#[tokio::test]
async fn refuses_operations_before_start() {
    let schema = assemble(TYPE_DEFS, Resolvers::new()).unwrap();
    let engine = GraphQLEngine::new(
        schema,
        ContextFactory::anonymous(),
        &Configuration::default(),
    );
    let response = engine
        .handle(post(serde_json::json!({ "query": "{ __typename }" })))
        .await;
    assert_eq!(response.status(), StatusCode::SERVICE_UNAVAILABLE);
}

#[tokio::test]
async fn start_is_guarded() {
    let engine = engine();
    assert!(matches!(engine.start(), Err(GatewayError::AlreadyStarted)));
    assert!(engine.is_started());
}

#[tokio::test]
async fn sessions_reach_resolvers() {
    let (engine, counters) = engine_with(Configuration::default());
    let query = serde_json::json!({ "query": "{ a: whoami b: whoami hello }" });

    let response = engine.handle(post_as("ada", query.clone())).await;
    assert_eq!(
        body(&response),
        serde_json::json!({ "data": { "a": "ada", "b": "ada", "hello": "world" } })
    );
    // one context per operation, not per field
    assert_eq!(counters.sessions.load(Ordering::SeqCst), 1);

    let response = engine.handle(post(query)).await;
    assert_eq!(response.status(), StatusCode::OK);
    let body = body(&response);
    assert_eq!(body["data"]["a"], serde_json::Value::Null);
    assert_eq!(body["errors"][0]["message"], "not authenticated");
    assert_eq!(body["errors"][0]["extensions"]["code"], "UNAUTHENTICATED");
}

#[tokio::test]
async fn concurrent_operations_see_their_own_session() {
    let engine = engine();
    let users: Vec<String> = (0..20).map(|i| format!("user-{i}")).collect();
    let responses = futures::future::join_all(users.iter().map(|user| {
        engine.handle(post_as(
            user,
            serde_json::json!({ "query": "{ whoami slow }" }),
        ))
    }))
    .await;
    for (user, response) in users.iter().zip(responses) {
        assert_eq!(
            body(&response),
            serde_json::json!({ "data": { "whoami": user, "slow": "done" } })
        );
    }
}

----

• [Your instructions] What is needed is an exact copy of the lines from the start of the listing through the line where "not per field" sits, please, both end lines included and nothing more.

• [Response]
#[tokio::test]
async fn refuses_operations_before_start() {
    let schema = assemble(TYPE_DEFS, Resolvers::new()).unwrap();
    let engine = GraphQLEngine::new(
        schema,
        ContextFactory::anonymous(),
        &Configuration::default(),
    );
    let response = engine
        .handle(post(serde_json::json!({ "query": "{ __typename }" })))
        .await;
    assert_eq!(response.status(), StatusCode::SERVICE_UNAVAILABLE);
}

#[tokio::test]
async fn start_is_guarded() {
    let engine = engine();
    assert!(matches!(engine.start(), Err(GatewayError::AlreadyStarted)));
    assert!(engine.is_started());
}

#[tokio::test]
async fn sessions_reach_resolvers() {
    let (engine, counters) = engine_with(Configuration::default());
    let query = serde_json::json!({ "query": "{ a: whoami b: whoami hello }" });

    let response = engine.handle(post_as("ada", query.clone())).await;
    assert_eq!(
        body(&response),
        serde_json::json!({ "data": { "a": "ada", "b": "ada", "hello": "world" } })
    );
    // one context per operation, not per field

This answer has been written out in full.